╭──
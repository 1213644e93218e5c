// Analysis pipeline: filter → score → classify → select → summarise.

use std::collections::hash_map::DefaultHasher;
use std::hash::{Hash, Hasher};
use std::time::Duration;

use rayon::prelude::*;
use serde::Serialize;
use tracing::{debug, info, instrument};

use crate::cache::{TtlCache, batch_fingerprint};
use crate::classify::{
    apply_channel_context, classify_by_percentile, filter_by_duration, filter_by_region,
    select_classified, summarize,
};
use crate::config::VidrankConfig;
use crate::score::score_batch;
use crate::types::{
    ChannelContext, ClassifiedItem, DurationFilter, MetricItem, RankingKey, RegionFilter,
    SelectMode, Summary,
};

/// What to compute for one batch.
#[derive(Debug, Clone, Copy, Default, PartialEq, Eq, Hash, Serialize)]
#[serde(rename_all = "camelCase")]
pub struct AnalysisRequest {
    pub ranking_key: RankingKey,
    pub select_mode: SelectMode,
    /// Falls back to `filters.default_count`.
    pub count: Option<usize>,
    pub duration_filter: DurationFilter,
    /// Falls back to `filters.short_threshold_seconds`.
    pub threshold_seconds: Option<u64>,
    pub region_filter: RegionFilter,
    pub channel: Option<ChannelContext>,
}

/// Everything produced for one request.
#[derive(Debug, Clone, Serialize)]
#[serde(rename_all = "camelCase")]
pub struct AnalysisReport {
    pub request: AnalysisRequest,
    /// Items in the batch before filtering.
    pub input_count: usize,
    /// Post-filter batch in ranked order.
    pub classified: Vec<ClassifiedItem>,
    /// Top or bottom view by popularity score.
    pub selected: Vec<ClassifiedItem>,
    pub summary: Summary,
}

#[derive(Debug, Clone)]
pub struct Analyzer {
    config: VidrankConfig,
}

impl Analyzer {
    pub fn new(config: VidrankConfig) -> Self {
        Self { config }
    }

    pub fn config(&self) -> &VidrankConfig {
        &self.config
    }

    /// Analyse one batch. An empty batch (before or after filtering) yields an
    /// empty report rather than an error.
    #[instrument(skip_all, name = "analyze_batch")]
    pub fn run(
        &self,
        batch: &[MetricItem],
        request: &AnalysisRequest,
    ) -> crate::error::Result<AnalysisReport> {
        let threshold = request
            .threshold_seconds
            .unwrap_or(self.config.filters.short_threshold_seconds);
        let count = request.count.unwrap_or(self.config.filters.default_count);

        let regional = filter_by_region(batch, request.region_filter);
        let filtered = filter_by_duration(&regional, request.duration_filter, threshold);
        debug!(
            input = batch.len(),
            kept = filtered.len(),
            region = %request.region_filter,
            duration = %request.duration_filter,
            "Filtered batch"
        );

        let scored = score_batch(filtered, &self.config.scoring)?;
        let mut classified =
            classify_by_percentile(&scored, request.ranking_key, &self.config.tiers);
        if let Some(channel) = &request.channel {
            classified = apply_channel_context(classified, channel, &self.config.scoring);
        }

        let selected = select_classified(&classified, request.select_mode, count);

        let summary = summarize(&classified, &self.config.recommendations);
        info!(
            input = batch.len(),
            classified = classified.len(),
            selected = selected.len(),
            "Analysis complete"
        );

        Ok(AnalysisReport {
            request: *request,
            input_count: batch.len(),
            classified,
            selected,
            summary,
        })
    }

    /// Analyse independent batches in parallel. Fails on the first invalid batch.
    pub fn run_many(
        &self,
        batches: &[Vec<MetricItem>],
        request: &AnalysisRequest,
    ) -> crate::error::Result<Vec<AnalysisReport>> {
        batches
            .par_iter()
            .map(|batch| self.run(batch, request))
            .collect()
    }

    /// Like [`Analyzer::run`], memoised in a caller-owned cache for
    /// `cache.ttl_seconds`.
    pub fn run_cached(
        &self,
        batch: &[MetricItem],
        request: &AnalysisRequest,
        cache: &mut TtlCache<u64, AnalysisReport>,
    ) -> crate::error::Result<AnalysisReport> {
        let key = batch_fingerprint(batch, &(request, self.config_fingerprint()));
        if let Some(report) = cache.get(&key) {
            debug!(key = key, "Analysis cache hit");
            return Ok(report);
        }
        let report = self.run(batch, request)?;
        cache.put(
            key,
            report.clone(),
            Duration::from_secs(self.config.cache.ttl_seconds),
        );
        Ok(report)
    }

    /// Hash of every setting that changes a report.
    fn config_fingerprint(&self) -> u64 {
        let c = &self.config;
        let mut hasher = DefaultHasher::new();
        for v in [
            c.scoring.like_weight,
            c.scoring.comment_weight,
            c.scoring.scale,
            c.tiers.viral,
            c.tiers.excellent,
            c.tiers.good,
            c.tiers.average,
            c.recommendations.low_viral_ratio,
            c.recommendations.high_viral_ratio,
            c.recommendations.low_engagement,
            c.recommendations.high_engagement,
            c.recommendations.high_poor_ratio,
        ] {
            v.to_bits().hash(&mut hasher);
        }
        c.recommendations.min_batch_size.hash(&mut hasher);
        c.filters.short_threshold_seconds.hash(&mut hasher);
        c.filters.default_count.hash(&mut hasher);
        hasher.finish()
    }
}
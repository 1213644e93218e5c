// Compact ISO-8601 duration parsing (`PT1H30M45S`).
//
// Lenient by policy: upstream data is not always well-formed, so anything
// unparsable maps to 0 rather than an error.

use std::sync::LazyLock;

use regex::Regex;

static DURATION: LazyLock<Regex> = LazyLock::new(|| {
    Regex::new(r"^PT(?:(\d+)H)?(?:(\d+)M)?(?:(\d+)S)?").expect("duration pattern compiles")
});

/// Parse a `PT[nH][nM][nS]` duration into whole seconds.
///
/// Each component is optional. Matching is prefix-based: trailing text after
/// the last recognised component is ignored. Strings that do not start with
/// `PT`, or whose components overflow, yield `0`.
pub fn parse_iso_duration_to_seconds(duration: &str) -> u64 {
    let Some(caps) = DURATION.captures(duration.trim()) else {
        return 0;
    };

    let mut parts = [0u64; 3];
    for (slot, group) in parts.iter_mut().zip(1..=3) {
        if let Some(m) = caps.get(group) {
            let Ok(value) = m.as_str().parse::<u64>() else {
                return 0;
            };
            *slot = value;
        }
    }

    let [hours, minutes, seconds] = parts;
    hours
        .checked_mul(3600)
        .and_then(|h| minutes.checked_mul(60).and_then(|m| h.checked_add(m)))
        .and_then(|hm| hm.checked_add(seconds))
        .unwrap_or(0)
}

/// Render seconds as `Xm Ys`.
pub fn format_minutes_seconds(seconds: u64) -> String {
    format!("{}m {}s", seconds / 60, seconds % 60)
}
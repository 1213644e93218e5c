use std::path::{Path, PathBuf};

use crate::analysis::AnalysisReport;
use crate::error::RenderError;

/// Common interface for report output formats.
pub trait Renderer: Send + Sync {
    /// Human-readable name for this renderer.
    fn name(&self) -> &'static str;

    /// File extension used by [`Renderer::write`], without the dot.
    fn extension(&self) -> &'static str;

    /// Produce the rendered report.
    fn render(&self, report: &AnalysisReport) -> crate::error::Result<String>;

    /// Render and write to `<dir>/<stem>.<extension>`, creating `dir` if needed.
    fn write(&self, report: &AnalysisReport, dir: &Path, stem: &str) -> crate::error::Result<PathBuf> {
        let content = self.render(report)?;
        std::fs::create_dir_all(dir).map_err(RenderError::Io)?;
        let output = dir.join(format!("{stem}.{}", self.extension()));
        std::fs::write(&output, content).map_err(RenderError::Io)?;
        tracing::debug!(renderer = self.name(), path = %output.display(), "Wrote report");
        Ok(output)
    }
}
╰──
Please give the number of lines in the data above where the word "summarize" appears, and nothing besides.

2